Маттео совсем перестал работать днем. Он выходил из дома вечером, часов в шесть, и возвращался только на рассвете. Ночью, за рулем машины ему становилось лучше. Никто ничего от него не требовал, никто его не видел. Он ехал в полной тишине, чувствуя себя несчастным, весь во власти своего горя. На какое-то время ему удавалось забыться, и это было великим облегчением. Когда он проезжал по пустынным улицам и видел людей, исчезающих за углом, этот грязный город казался ему по-своему красивым. Он знал их — тех, кого замечал на улицах, кто бодрствовал в эти удивительные часы, когда небо темнее мостовой. Маргиналы, которые либо сами бежали от жизни, либо жизнь отвергла их. Он видел, когда ехал мимо, опустив все стекла в машине, как они с тоской допивают очередную бутылку или мочатся на грязные мостовые. «Ощущают ли они себя живыми людьми? — думал он. — Ведь они похожи на тени, которые слоняются без всякой цели. Как я. Внутри у них пустота. Они не знают, чем занять себя. Просто скользят по жизни. Остались ли у них какие-то чувства?» С растерянным видом, потухшими глазами они бредут по улице, замкнувшись в своем одиночестве, чтобы делать хоть что-то, чтобы оказаться в компании себе подобных и не поддаться искушению наложить на себя руки. Иногда между ними случались драки, и они вяло, точно пьяные, обменивались ударами или, подобно убийцам, молниеносно набрасывались друг на друга. Вот эту публику, которую гонит прочь дневной свет, он и встречал на своем пути: эти люди слонялись по улицам кто с отчаянием, кто со злобой.

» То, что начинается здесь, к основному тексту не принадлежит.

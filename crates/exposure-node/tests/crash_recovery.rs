//! Crash recovery tests for `RedbStorage`.
//!
//! Data written before the database is dropped must be visible after it is
//! reopened, simulating a device restart.

use exposure_crypto::{EnIntervalNumber, TemporaryExposureKey};
use exposure_node::{
    KeyStore, ManualEnv, MatchEngine,
    storage::{RedbStorage, Storage},
};
use exposure_proto::DiagnosisKey;
use tempfile::tempdir;

/// 2020-04-02 00:00:00 UTC
const START: u64 = 1_585_785_600;
const PERIOD: u32 = 2_642_976;

#[test]
fn test_key_survives_restart() {
    let dir = tempdir().unwrap();
    let db_path = dir.path().join("test.redb");

    let before = {
        let store = KeyStore::new(RedbStorage::open(&db_path).unwrap(), ManualEnv::new(START, 1));
        store.current_local_key().unwrap()
    };

    // A different RNG seed would produce a different key if one were generated
    let store = KeyStore::new(RedbStorage::open(&db_path).unwrap(), ManualEnv::new(START + 600, 2));
    let after = store.current_local_key().unwrap();

    assert_eq!(before, after);
    assert_eq!(store.history().unwrap().len(), 1);
}

#[test]
fn test_exposures_survive_restart() {
    let dir = tempdir().unwrap();
    let db_path = dir.path().join("test.redb");

    let rpik = TemporaryExposureKey::from_bytes([5; 16]).rpik();

    {
        let storage = RedbStorage::open(&db_path).unwrap();
        for i in 0..10u32 {
            let rpi = rpik.rpi(EnIntervalNumber::new(PERIOD + i));
            storage.append_exposure(&rpi, &[i as u8; 4], START + u64::from(i) * 600).unwrap();
        }
    }

    let storage = RedbStorage::open(&db_path).unwrap();
    let exposures = storage.load_exposures().unwrap();

    assert_eq!(exposures.len(), 10);
    for (i, record) in exposures.iter().enumerate() {
        assert_eq!(record.rpi, rpik.rpi(EnIntervalNumber::new(PERIOD + i as u32)));
        assert_eq!(record.aem, vec![i as u8; 4]);
        assert_eq!(record.observed_at_secs, START + i as u64 * 600);
    }

    // Ids keep increasing after reopen
    let next = storage.append_exposure(&rpik.rpi(EnIntervalNumber::new(PERIOD)), &[], START).unwrap();
    assert!(exposures.iter().all(|record| record.id < next));
}

#[test]
fn test_diagnosis_survives_restart() {
    let dir = tempdir().unwrap();
    let db_path = dir.path().join("test.redb");

    let tek = [7u8; 16];
    let key = DiagnosisKey::new(tek, PERIOD);

    {
        let storage = RedbStorage::open(&db_path).unwrap();
        let rpi = TemporaryExposureKey::from_bytes(tek).rpik().rpi(EnIntervalNumber::new(PERIOD + 3));
        storage.append_exposure(&rpi, &[0; 4], START).unwrap();

        assert!(MatchEngine::new(storage).match_diagnosis_keys(&[key]).unwrap());
    }

    let storage = RedbStorage::open(&db_path).unwrap();
    let diagnoses = storage.load_diagnoses().unwrap();
    assert_eq!(diagnoses.len(), 1);
    assert_eq!(diagnoses[0].key, key);
    assert_eq!(storage.close_contacts(diagnoses[0].id).unwrap().len(), 1);

    // Already recorded before the restart, so no new match
    assert!(!MatchEngine::new(storage.clone()).match_diagnosis_keys(&[key]).unwrap());
    assert_eq!(storage.load_diagnoses().unwrap().len(), 1);
}
//! Diagnosis key matching.
//!
//! For each published key, rebuild the publisher's 144 RPIs for that period
//! and look them up in the exposure log with one bulk membership query.
//!
//! # Failure isolation
//!
//! A storage error on one candidate is logged and the batch moves on. Nothing
//! is written for that candidate, so a later batch retries it. A candidate
//! whose sightings were found but could not be recorded still counts as a
//! match for the batch. Validation errors are not isolated: they abort the
//! batch.

use std::collections::HashSet;

use exposure_crypto::ValidationError;
use exposure_proto::DiagnosisKey;
use thiserror::Error;
use tracing::{debug, info, warn};

use crate::{
    exposure_log::ExposureLog,
    scheduler::ExternalScheduler,
    storage::{DiagnosisInsert, Storage, StorageError},
};

/// What happened to one candidate.
#[derive(Debug, Clone, PartialEq, Eq)]
pub enum CandidateOutcome {
    /// A diagnosis for this TEK was already on record; skipped
    AlreadyRecorded,
    /// No observed RPI belongs to this key; nothing written
    NoContact,
    /// New diagnosis recorded with one close contact per matching exposure
    Matched {
        /// Id of the new diagnosis record
        diagnosis_id: u64,
        /// Close-contact rows written
        contacts: usize,
    },
    /// Sightings found but the diagnosis write failed; nothing written
    Unrecorded {
        /// Matching exposures found in the log
        contacts: usize,
        /// Why the write failed
        error: StorageError,
    },
}

/// Error from matching a single candidate.
#[derive(Error, Debug, Clone, PartialEq, Eq)]
pub enum MatchError {
    /// Candidate's period is out of range
    #[error(transparent)]
    Validation(#[from] ValidationError),

    /// Store failed while checking or recording the candidate
    #[error(transparent)]
    Storage(#[from] StorageError),
}

/// Tests published diagnosis keys against the exposure log.
#[derive(Clone)]
pub struct MatchEngine<S: Storage> {
    storage: S,
    exposures: ExposureLog<S>,
}

impl<S: Storage> MatchEngine<S> {
    /// Engine over `storage`.
    pub fn new(storage: S) -> Self {
        let exposures = ExposureLog::new(storage.clone());
        Self { storage, exposures }
    }

    /// Process `candidates` in order. True iff at least one newly intersected
    /// the exposure log, whether or not its diagnosis could be recorded.
    ///
    /// # Errors
    ///
    /// - `ValidationError` if a candidate's period overflows the interval
    ///   range. Candidates before it have already been processed.
    pub fn match_diagnosis_keys(&self, candidates: &[DiagnosisKey]) -> Result<bool, ValidationError> {
        let mut matched = false;

        for candidate in candidates {
            match self.match_candidate(candidate) {
                Ok(CandidateOutcome::Matched { diagnosis_id, contacts }) => {
                    info!(diagnosis_id, enin = candidate.enin, contacts, "exposure match recorded");
                    matched = true;
                },
                Ok(CandidateOutcome::AlreadyRecorded) => {
                    debug!(enin = candidate.enin, "diagnosis key already recorded");
                },
                Ok(CandidateOutcome::NoContact) => {},
                Ok(CandidateOutcome::Unrecorded { contacts, error }) => {
                    warn!(enin = candidate.enin, contacts, error = %error, "exposure match not recorded, will retry");
                    matched = true;
                },
                Err(MatchError::Storage(e)) => {
                    warn!(enin = candidate.enin, error = %e, "storage failure while matching, skipping candidate");
                },
                Err(MatchError::Validation(e)) => return Err(e),
            }
        }

        debug!(candidates = candidates.len(), matched, "diagnosis batch processed");
        Ok(matched)
    }

    /// Match a single candidate.
    pub fn match_candidate(&self, candidate: &DiagnosisKey) -> Result<CandidateOutcome, MatchError> {
        if self.storage.find_diagnosis(&candidate.tek)?.is_some() {
            return Ok(CandidateOutcome::AlreadyRecorded);
        }

        let scheduler =
            ExternalScheduler::external(candidate.temporary_exposure_key(), candidate.interval())?;
        let sequence: HashSet<_> = scheduler.day_sequence()?.into_iter().collect();

        let hits = self.exposures.matching(&sequence)?;
        if hits.is_empty() {
            return Ok(CandidateOutcome::NoContact);
        }

        let exposure_ids: Vec<u64> = hits.iter().map(|record| record.id).collect();
        let contacts = exposure_ids.len();
        match self.storage.record_diagnosis(candidate, &exposure_ids) {
            Ok(DiagnosisInsert::Inserted(diagnosis_id)) => {
                Ok(CandidateOutcome::Matched { diagnosis_id, contacts })
            },
            Ok(DiagnosisInsert::AlreadyRecorded(_)) => Ok(CandidateOutcome::AlreadyRecorded),
            Err(error) => Ok(CandidateOutcome::Unrecorded { contacts, error }),
        }
    }
}
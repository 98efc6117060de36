//! Redb-backed durable storage implementation.
//!
//! Uses Redb's ACID transactions with Copy-on-Write for crash safety. Write
//! transactions are serialized by Redb, which gives the compare-and-insert
//! methods their single-writer guarantee across threads and tasks.

use std::{collections::HashSet, path::Path, sync::Arc};

use exposure_crypto::{EnIntervalNumber, RollingProximityIdentifier, TemporaryExposureKey};
use exposure_proto::DiagnosisKey;
use redb::{Database, ReadableTable, Table, TableDefinition};

use super::{
    DiagnosisInsert, DiagnosisRecord, ExposureRecord, PruneSummary, RetentionCutoff, Storage,
    StorageError, StoredTek,
};

/// Table: teks
/// Key: tek period (interval number)
/// Value: TEK bytes [16 bytes]
const TEKS: TableDefinition<u32, &[u8]> = TableDefinition::new("teks");

/// Table: exposures
/// Key: exposure id
/// Value: rpi [16] + observed_at_secs (8 bytes BE) + aem bytes
const EXPOSURES: TableDefinition<u64, &[u8]> = TableDefinition::new("exposures");

/// Table: exposure_index
/// Key: rpi [16] + exposure id (8 bytes BE)
/// Value: exposure id
const EXPOSURE_INDEX: TableDefinition<&[u8], u64> = TableDefinition::new("exposure_index");

/// Table: diagnosis_keys
/// Key: diagnosis id
/// Value: tek [16] + enin (4 bytes BE)
const DIAGNOSIS_KEYS: TableDefinition<u64, &[u8]> = TableDefinition::new("diagnosis_keys");

/// Table: diagnosis_by_tek
/// Key: tek [16]
/// Value: diagnosis id
const DIAGNOSIS_BY_TEK: TableDefinition<&[u8], u64> = TableDefinition::new("diagnosis_by_tek");

/// Table: close_contacts
/// Key: diagnosis id (8 bytes BE) + exposure id (8 bytes BE)
/// Value: exposure id
const CLOSE_CONTACTS: TableDefinition<&[u8], u64> = TableDefinition::new("close_contacts");

/// Table: counters
/// Key: counter name
/// Value: next id to hand out
const COUNTERS: TableDefinition<&str, u64> = TableDefinition::new("counters");

const EXPOSURE_COUNTER: &str = "exposure";
const DIAGNOSIS_COUNTER: &str = "diagnosis";

/// Durable storage backed by Redb.
///
/// Thread-safe through Redb's internal locking. Clone is cheap (Arc).
#[derive(Clone)]
pub struct RedbStorage {
    db: Arc<Database>,
}

impl RedbStorage {
    /// Open or create a Redb database at the given path.
    ///
    /// Creates all tables if they don't exist.
    ///
    /// # Errors
    ///
    /// Returns `StorageError::Io` if the database cannot be opened or created.
    pub fn open(path: impl AsRef<Path>) -> Result<Self, StorageError> {
        let db = Database::create(path.as_ref()).map_err(|e| StorageError::Io(e.to_string()))?;

        let txn = db.begin_write().map_err(|e| StorageError::Io(e.to_string()))?;
        {
            let _ = txn.open_table(TEKS).map_err(|e| StorageError::Io(e.to_string()))?;
            let _ = txn.open_table(EXPOSURES).map_err(|e| StorageError::Io(e.to_string()))?;
            let _ = txn.open_table(EXPOSURE_INDEX).map_err(|e| StorageError::Io(e.to_string()))?;
            let _ = txn.open_table(DIAGNOSIS_KEYS).map_err(|e| StorageError::Io(e.to_string()))?;
            let _ =
                txn.open_table(DIAGNOSIS_BY_TEK).map_err(|e| StorageError::Io(e.to_string()))?;
            let _ = txn.open_table(CLOSE_CONTACTS).map_err(|e| StorageError::Io(e.to_string()))?;
            let _ = txn.open_table(COUNTERS).map_err(|e| StorageError::Io(e.to_string()))?;
        }
        txn.commit().map_err(|e| StorageError::Io(e.to_string()))?;

        Ok(Self { db: Arc::new(db) })
    }
}
//! Subkey derivation and identifier encryption.
//!
//! The slice-based functions validate every input before any cipher is
//! constructed. The typed methods on the key newtypes are infallible because
//! their lengths are already guaranteed.

use aes::{
    Aes128,
    cipher::{BlockEncrypt, KeyInit, KeyIvInit, StreamCipher, generic_array::GenericArray},
};
use hkdf::Hkdf;
use sha2::Sha256;

use crate::{
    error::ValidationError,
    interval::{EnIntervalNumber, TEK_ROLLING_PERIOD},
    keys::{
        AssociatedEncryptedMetadata, AssociatedEncryptedMetadataKey, KEY_LEN, Metadata,
        RPI_LEN, RollingProximityIdentifier, RollingProximityIdentifierKey, TemporaryExposureKey,
    },
};

/// HKDF info label for the RPIK
const RPIK_INFO: &[u8] = b"EN-RPIK";

/// HKDF info label for the AEMK
const AEMK_INFO: &[u8] = b"EN-AEMK";

/// Prefix of the padded RPI plaintext block
const RPI_LABEL: &[u8; 6] = b"EN-RPI";

type Aes128Ctr = ctr::Ctr128BE<Aes128>;

/// Derive the RPIK from raw TEK bytes.
pub fn derive_rpik(tek: &[u8]) -> Result<RollingProximityIdentifierKey, ValidationError> {
    Ok(TemporaryExposureKey::from_slice(tek)?.rpik())
}

/// Derive the AEMK from raw TEK bytes.
pub fn derive_aemk(tek: &[u8]) -> Result<AssociatedEncryptedMetadataKey, ValidationError> {
    Ok(TemporaryExposureKey::from_slice(tek)?.aemk())
}

/// Encrypt the padded interval block under raw RPIK bytes.
pub fn derive_rpi(rpik: &[u8], enin: u64) -> Result<RollingProximityIdentifier, ValidationError> {
    let rpik = RollingProximityIdentifierKey::from_slice(rpik)?;
    let enin = EnIntervalNumber::try_from_u64(enin)?;
    Ok(rpik.rpi(enin))
}

/// Encrypt metadata under raw AEMK bytes, keyed to one RPI.
pub fn derive_aem(
    aemk: &[u8],
    rpi: &RollingProximityIdentifier,
    metadata: &[u8],
) -> Result<AssociatedEncryptedMetadata, ValidationError> {
    let aemk = AssociatedEncryptedMetadataKey::from_slice(aemk)?;
    let metadata = Metadata::from_slice(metadata)?;
    Ok(aemk.aem(rpi, &metadata))
}

impl TemporaryExposureKey {
    /// HKDF-SHA256(tek, salt = none, info = "EN-RPIK", 16 bytes).
    pub fn rpik(&self) -> RollingProximityIdentifierKey {
        RollingProximityIdentifierKey(hkdf_expand(self.as_bytes(), RPIK_INFO))
    }

    /// HKDF-SHA256(tek, salt = none, info = "EN-AEMK", 16 bytes).
    pub fn aemk(&self) -> AssociatedEncryptedMetadataKey {
        AssociatedEncryptedMetadataKey(hkdf_expand(self.as_bytes(), AEMK_INFO))
    }
}

impl RollingProximityIdentifierKey {
    /// RPI for one interval: AES-128 over a single padded block, no chaining.
    pub fn rpi(&self, enin: EnIntervalNumber) -> RollingProximityIdentifier {
        let mut block = GenericArray::from(padded_rpi_block(enin));
        Aes128::new(GenericArray::from_slice(&self.0)).encrypt_block(&mut block);

        let mut rpi = [0u8; RPI_LEN];
        rpi.copy_from_slice(&block);
        RollingProximityIdentifier::from_bytes(rpi)
    }

    /// RPIs for the whole rolling period starting at `period`, in order.
    ///
    /// # Errors
    ///
    /// `IntervalOutOfRange` if the last interval of the period overflows u32.
    pub fn rpi_sequence(
        &self,
        period: EnIntervalNumber,
    ) -> Result<Vec<RollingProximityIdentifier>, ValidationError> {
        let last = u64::from(period.value()) + u64::from(TEK_ROLLING_PERIOD - 1);
        if period.checked_add(TEK_ROLLING_PERIOD - 1).is_none() {
            return Err(ValidationError::IntervalOutOfRange(last));
        }

        let cipher = Aes128::new(GenericArray::from_slice(&self.0));

        let sequence = (0..TEK_ROLLING_PERIOD)
            .map(|offset| {
                let enin = EnIntervalNumber::new(period.value() + offset);
                let mut block = GenericArray::from(padded_rpi_block(enin));
                cipher.encrypt_block(&mut block);

                let mut rpi = [0u8; RPI_LEN];
                rpi.copy_from_slice(&block);
                RollingProximityIdentifier::from_bytes(rpi)
            })
            .collect();

        Ok(sequence)
    }
}

impl AssociatedEncryptedMetadataKey {
    /// AES-128-CTR over the metadata with the RPI as the initial counter block.
    pub fn aem(
        &self,
        rpi: &RollingProximityIdentifier,
        metadata: &Metadata,
    ) -> AssociatedEncryptedMetadata {
        let mut buf = *metadata.as_bytes();
        let mut cipher = Aes128Ctr::new(
            GenericArray::from_slice(&self.0),
            GenericArray::from_slice(rpi.as_bytes()),
        );
        cipher.apply_keystream(&mut buf);
        AssociatedEncryptedMetadata::from_bytes(buf)
    }
}

/// `"EN-RPI" || 0x000000000000 || LE32(enin)`
fn padded_rpi_block(enin: EnIntervalNumber) -> [u8; 16] {
    let mut block = [0u8; 16];
    block[..6].copy_from_slice(RPI_LABEL);
    block[12..].copy_from_slice(&enin.value().to_le_bytes());
    block
}

fn hkdf_expand(ikm: &[u8], info: &[u8]) -> [u8; KEY_LEN] {
    let hkdf = Hkdf::<Sha256>::new(None, ikm);

    let mut okm = [0u8; KEY_LEN];
    let Ok(()) = hkdf.expand(info, &mut okm) else {
        unreachable!("16 bytes is a valid HKDF-SHA256 output length");
    };

    okm
}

Он ездил по улицам в это странное время, когда все магазины превращаются в печальные слепые фасады, закрытые железными шторами, когда человек вообще не помнит, что раньше был человеком. Он ехал, считая нищих и опрокинутые мусорные баки. Когда он оказывался один, без пассажира, он глушил мотор, неважно где, в порту, у вокзала, на улице Партенопе, перед замком дель’Ово или в зловещих переулках испанского квартала. Тогда он вбирал в себя все немые шорохи и предавался размышлениям: почему людям не дано умирать, подобно языкам пламени: медленно тлеть и, наконец, угаснуть совсем? Такого конца он хотел бы для себя — это казалось ему самым естественным в его теперешнем состоянии. Так действительно не могло дальше продолжаться, он все ждал, что потихоньку съежится, дыхание прервется, и все кончится. Но ничего такого не происходило, и каждую ночь, пока влажный морской ветер продувал пустые улицы Неаполя, он признавался себе, что все еще живет.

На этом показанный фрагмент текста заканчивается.